PROVIDED RECORDS:
►

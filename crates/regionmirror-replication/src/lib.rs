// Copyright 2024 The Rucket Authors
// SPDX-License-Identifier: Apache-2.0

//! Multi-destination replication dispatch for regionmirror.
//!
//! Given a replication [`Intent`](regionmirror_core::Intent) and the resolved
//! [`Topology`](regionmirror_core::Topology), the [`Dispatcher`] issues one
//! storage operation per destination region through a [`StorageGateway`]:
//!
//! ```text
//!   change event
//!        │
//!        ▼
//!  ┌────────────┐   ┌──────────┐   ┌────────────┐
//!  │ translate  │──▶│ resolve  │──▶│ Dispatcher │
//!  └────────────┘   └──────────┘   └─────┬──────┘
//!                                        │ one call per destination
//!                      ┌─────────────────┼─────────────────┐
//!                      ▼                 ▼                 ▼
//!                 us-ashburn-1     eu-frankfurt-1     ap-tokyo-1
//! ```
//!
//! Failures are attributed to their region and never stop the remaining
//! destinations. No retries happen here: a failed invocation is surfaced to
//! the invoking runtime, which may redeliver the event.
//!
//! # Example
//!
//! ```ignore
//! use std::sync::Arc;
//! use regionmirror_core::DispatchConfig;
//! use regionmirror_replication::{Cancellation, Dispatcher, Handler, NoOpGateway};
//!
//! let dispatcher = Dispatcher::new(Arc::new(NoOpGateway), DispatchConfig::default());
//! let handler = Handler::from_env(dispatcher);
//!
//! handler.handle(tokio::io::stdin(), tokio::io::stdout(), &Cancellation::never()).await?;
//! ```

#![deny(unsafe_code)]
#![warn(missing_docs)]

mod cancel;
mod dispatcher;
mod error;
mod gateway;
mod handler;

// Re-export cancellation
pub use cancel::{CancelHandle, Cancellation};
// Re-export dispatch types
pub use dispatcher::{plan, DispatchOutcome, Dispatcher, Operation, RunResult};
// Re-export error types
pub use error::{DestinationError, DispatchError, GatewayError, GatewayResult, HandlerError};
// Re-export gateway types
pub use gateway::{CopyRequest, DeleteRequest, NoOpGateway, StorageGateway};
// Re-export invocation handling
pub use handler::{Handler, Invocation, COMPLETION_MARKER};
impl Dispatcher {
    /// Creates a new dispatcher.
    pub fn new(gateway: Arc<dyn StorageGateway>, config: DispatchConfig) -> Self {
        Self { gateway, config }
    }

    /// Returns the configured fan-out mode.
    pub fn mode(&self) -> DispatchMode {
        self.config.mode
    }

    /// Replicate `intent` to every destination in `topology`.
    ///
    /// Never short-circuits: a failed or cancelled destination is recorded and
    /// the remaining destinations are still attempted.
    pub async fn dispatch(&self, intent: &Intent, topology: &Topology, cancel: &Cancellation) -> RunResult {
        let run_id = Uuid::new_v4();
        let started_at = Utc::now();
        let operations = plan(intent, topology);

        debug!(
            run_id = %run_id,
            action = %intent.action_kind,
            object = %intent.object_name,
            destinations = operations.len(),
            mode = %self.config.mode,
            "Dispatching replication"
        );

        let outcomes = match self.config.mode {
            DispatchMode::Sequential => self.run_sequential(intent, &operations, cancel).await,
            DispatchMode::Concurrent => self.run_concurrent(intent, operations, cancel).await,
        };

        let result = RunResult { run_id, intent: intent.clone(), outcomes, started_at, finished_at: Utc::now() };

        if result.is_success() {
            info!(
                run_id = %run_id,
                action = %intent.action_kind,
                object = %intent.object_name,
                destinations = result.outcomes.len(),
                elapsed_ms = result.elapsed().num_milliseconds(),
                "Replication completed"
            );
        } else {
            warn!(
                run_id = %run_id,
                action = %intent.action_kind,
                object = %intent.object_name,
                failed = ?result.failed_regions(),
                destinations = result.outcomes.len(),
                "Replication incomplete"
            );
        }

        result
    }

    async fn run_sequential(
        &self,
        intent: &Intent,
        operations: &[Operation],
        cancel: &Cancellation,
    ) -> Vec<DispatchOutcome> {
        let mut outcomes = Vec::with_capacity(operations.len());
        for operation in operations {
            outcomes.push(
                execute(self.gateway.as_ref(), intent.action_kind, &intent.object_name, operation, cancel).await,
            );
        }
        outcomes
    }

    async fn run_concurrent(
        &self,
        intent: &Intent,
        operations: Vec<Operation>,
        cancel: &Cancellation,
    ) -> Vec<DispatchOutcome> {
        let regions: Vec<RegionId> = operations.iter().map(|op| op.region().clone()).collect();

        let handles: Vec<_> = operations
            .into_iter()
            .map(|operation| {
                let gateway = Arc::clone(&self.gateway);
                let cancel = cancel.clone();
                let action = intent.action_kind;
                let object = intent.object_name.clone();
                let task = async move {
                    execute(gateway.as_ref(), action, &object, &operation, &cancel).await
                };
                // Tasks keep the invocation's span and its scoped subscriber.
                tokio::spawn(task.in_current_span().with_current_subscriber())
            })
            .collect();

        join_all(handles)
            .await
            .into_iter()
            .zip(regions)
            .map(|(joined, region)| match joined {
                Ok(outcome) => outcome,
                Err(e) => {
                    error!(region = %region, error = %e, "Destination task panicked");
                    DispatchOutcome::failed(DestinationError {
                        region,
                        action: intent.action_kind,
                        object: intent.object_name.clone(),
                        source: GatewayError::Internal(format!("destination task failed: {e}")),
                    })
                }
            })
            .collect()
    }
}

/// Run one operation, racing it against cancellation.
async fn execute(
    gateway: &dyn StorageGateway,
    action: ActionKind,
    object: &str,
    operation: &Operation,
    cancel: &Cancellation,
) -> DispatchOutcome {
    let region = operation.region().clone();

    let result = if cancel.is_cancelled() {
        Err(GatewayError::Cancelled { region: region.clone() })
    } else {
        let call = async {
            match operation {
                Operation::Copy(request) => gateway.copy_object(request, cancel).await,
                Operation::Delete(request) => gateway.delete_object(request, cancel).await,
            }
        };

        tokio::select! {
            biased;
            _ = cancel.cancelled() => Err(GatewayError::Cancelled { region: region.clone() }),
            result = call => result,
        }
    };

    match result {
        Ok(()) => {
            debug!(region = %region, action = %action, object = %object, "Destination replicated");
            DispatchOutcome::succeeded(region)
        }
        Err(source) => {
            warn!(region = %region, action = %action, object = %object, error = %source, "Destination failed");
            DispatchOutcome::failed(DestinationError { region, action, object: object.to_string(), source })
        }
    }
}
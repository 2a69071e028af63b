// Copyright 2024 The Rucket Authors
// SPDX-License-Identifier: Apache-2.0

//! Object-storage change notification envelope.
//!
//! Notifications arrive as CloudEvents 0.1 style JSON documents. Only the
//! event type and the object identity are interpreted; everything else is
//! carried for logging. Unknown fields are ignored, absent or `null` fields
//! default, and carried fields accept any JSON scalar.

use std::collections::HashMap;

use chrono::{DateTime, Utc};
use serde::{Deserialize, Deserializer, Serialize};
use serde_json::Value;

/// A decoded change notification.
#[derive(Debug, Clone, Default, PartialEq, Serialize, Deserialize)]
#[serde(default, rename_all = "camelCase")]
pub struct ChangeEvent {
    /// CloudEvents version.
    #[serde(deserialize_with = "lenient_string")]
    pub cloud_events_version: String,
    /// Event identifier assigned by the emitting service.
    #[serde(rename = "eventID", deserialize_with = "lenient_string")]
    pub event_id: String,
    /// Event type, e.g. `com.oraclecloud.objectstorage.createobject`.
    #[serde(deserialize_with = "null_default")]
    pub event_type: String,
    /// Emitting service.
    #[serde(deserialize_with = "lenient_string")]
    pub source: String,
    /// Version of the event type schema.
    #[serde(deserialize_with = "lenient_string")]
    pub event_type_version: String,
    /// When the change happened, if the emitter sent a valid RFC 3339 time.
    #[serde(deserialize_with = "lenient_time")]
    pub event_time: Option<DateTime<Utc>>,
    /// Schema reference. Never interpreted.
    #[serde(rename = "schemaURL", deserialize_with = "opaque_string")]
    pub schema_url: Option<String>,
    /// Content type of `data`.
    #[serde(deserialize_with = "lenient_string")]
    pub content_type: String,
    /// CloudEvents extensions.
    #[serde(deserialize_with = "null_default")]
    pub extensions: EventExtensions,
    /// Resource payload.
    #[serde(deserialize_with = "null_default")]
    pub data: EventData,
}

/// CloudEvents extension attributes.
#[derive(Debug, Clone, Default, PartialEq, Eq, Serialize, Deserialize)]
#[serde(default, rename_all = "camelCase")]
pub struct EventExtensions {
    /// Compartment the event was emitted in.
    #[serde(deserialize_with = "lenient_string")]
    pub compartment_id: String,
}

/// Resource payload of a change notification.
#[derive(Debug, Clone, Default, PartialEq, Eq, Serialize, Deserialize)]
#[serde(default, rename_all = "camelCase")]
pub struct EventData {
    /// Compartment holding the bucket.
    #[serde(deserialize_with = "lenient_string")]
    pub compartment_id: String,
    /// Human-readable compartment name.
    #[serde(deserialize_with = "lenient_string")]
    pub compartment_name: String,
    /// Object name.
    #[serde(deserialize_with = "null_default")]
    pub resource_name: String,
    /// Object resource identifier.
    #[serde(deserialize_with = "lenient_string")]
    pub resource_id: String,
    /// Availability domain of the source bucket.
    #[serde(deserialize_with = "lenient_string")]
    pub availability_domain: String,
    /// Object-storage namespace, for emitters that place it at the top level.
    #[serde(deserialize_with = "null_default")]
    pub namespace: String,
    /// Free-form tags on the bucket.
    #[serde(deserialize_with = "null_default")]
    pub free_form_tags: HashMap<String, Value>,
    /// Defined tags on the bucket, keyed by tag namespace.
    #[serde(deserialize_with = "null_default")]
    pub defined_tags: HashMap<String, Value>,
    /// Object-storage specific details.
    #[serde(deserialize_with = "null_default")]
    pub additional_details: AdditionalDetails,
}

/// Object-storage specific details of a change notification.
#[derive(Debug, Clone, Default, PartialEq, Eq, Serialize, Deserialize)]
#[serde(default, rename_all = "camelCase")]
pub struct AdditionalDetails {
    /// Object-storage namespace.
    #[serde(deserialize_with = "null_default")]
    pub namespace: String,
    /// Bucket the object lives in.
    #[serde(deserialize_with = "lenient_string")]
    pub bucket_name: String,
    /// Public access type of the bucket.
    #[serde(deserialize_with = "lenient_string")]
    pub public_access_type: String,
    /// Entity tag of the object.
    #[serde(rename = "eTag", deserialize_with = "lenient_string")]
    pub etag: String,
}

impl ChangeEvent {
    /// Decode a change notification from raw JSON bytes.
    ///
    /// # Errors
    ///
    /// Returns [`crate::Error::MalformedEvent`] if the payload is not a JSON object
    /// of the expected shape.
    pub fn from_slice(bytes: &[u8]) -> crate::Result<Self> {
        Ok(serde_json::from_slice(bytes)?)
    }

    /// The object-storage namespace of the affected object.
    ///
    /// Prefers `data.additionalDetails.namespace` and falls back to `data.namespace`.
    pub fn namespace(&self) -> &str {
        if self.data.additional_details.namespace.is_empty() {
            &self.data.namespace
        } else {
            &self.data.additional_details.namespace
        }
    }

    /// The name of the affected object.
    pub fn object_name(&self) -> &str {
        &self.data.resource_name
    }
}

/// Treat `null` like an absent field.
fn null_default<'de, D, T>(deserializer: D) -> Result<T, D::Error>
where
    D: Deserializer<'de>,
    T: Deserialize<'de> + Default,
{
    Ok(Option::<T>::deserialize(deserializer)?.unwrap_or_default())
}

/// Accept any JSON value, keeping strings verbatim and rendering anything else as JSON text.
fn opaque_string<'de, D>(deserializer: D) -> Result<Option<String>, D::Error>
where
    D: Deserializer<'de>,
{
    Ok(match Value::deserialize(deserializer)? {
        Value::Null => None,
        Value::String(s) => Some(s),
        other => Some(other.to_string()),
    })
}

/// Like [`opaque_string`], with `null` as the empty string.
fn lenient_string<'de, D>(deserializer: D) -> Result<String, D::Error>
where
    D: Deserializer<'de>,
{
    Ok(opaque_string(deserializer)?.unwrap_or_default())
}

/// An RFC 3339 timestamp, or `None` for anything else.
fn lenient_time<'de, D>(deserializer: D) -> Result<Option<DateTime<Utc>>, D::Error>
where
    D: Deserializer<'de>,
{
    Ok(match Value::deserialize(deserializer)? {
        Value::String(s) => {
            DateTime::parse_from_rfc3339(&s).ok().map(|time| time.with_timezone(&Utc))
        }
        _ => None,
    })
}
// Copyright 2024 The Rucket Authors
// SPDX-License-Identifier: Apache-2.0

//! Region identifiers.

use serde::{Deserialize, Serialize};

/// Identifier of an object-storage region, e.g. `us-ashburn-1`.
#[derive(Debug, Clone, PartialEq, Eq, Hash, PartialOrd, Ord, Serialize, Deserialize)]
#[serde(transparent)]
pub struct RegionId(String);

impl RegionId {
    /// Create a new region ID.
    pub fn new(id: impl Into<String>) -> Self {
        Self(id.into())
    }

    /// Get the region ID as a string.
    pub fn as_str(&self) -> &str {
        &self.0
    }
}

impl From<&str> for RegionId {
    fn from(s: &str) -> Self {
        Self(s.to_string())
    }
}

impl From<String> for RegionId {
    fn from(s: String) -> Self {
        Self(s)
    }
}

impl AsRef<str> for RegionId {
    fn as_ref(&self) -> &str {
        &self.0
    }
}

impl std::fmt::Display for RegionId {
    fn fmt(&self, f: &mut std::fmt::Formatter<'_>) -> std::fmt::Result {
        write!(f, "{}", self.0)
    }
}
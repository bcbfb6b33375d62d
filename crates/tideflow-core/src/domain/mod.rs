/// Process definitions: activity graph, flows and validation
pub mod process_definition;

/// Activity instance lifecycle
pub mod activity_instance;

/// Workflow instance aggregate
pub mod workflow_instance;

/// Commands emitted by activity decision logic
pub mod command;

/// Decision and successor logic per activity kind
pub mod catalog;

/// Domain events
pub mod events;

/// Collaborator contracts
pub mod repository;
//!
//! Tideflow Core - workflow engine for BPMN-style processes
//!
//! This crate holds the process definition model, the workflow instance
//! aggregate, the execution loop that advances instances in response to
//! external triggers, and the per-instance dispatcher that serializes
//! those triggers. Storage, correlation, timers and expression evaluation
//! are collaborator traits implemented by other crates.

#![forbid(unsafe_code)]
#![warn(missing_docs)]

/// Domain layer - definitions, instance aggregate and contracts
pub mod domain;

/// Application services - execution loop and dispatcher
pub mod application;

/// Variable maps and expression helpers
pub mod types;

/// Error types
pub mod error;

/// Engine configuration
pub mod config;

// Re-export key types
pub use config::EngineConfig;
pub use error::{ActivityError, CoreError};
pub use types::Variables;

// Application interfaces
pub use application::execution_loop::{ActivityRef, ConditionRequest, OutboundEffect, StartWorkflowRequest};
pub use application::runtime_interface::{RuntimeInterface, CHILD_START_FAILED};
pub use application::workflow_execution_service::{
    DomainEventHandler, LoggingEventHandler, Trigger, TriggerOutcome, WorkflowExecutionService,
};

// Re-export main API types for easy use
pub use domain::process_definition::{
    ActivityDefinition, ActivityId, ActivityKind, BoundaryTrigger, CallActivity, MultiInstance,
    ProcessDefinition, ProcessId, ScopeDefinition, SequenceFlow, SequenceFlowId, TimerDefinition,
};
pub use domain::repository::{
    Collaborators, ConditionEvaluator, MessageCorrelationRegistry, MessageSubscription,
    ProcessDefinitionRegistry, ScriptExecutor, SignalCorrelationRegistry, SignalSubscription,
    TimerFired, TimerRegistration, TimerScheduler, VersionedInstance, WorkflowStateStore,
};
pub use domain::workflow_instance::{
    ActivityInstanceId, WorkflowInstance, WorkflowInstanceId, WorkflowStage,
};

◄

WORK ITEM:
Using the material above, transcribe exactly the lines from the line with "a new dispatcher." to the line with "are still attempted."; both count, and nothing else goes in.

RESPONSE:
    /// Creates a new dispatcher.
    pub fn new(gateway: Arc<dyn StorageGateway>, config: DispatchConfig) -> Self {
        Self { gateway, config }
    }

    /// Returns the configured fan-out mode.
    pub fn mode(&self) -> DispatchMode {
        self.config.mode
    }

    /// Replicate `intent` to every destination in `topology`.
    ///
    /// Never short-circuits: a failed or cancelled destination is recorded and
    /// the remaining destinations are still attempted.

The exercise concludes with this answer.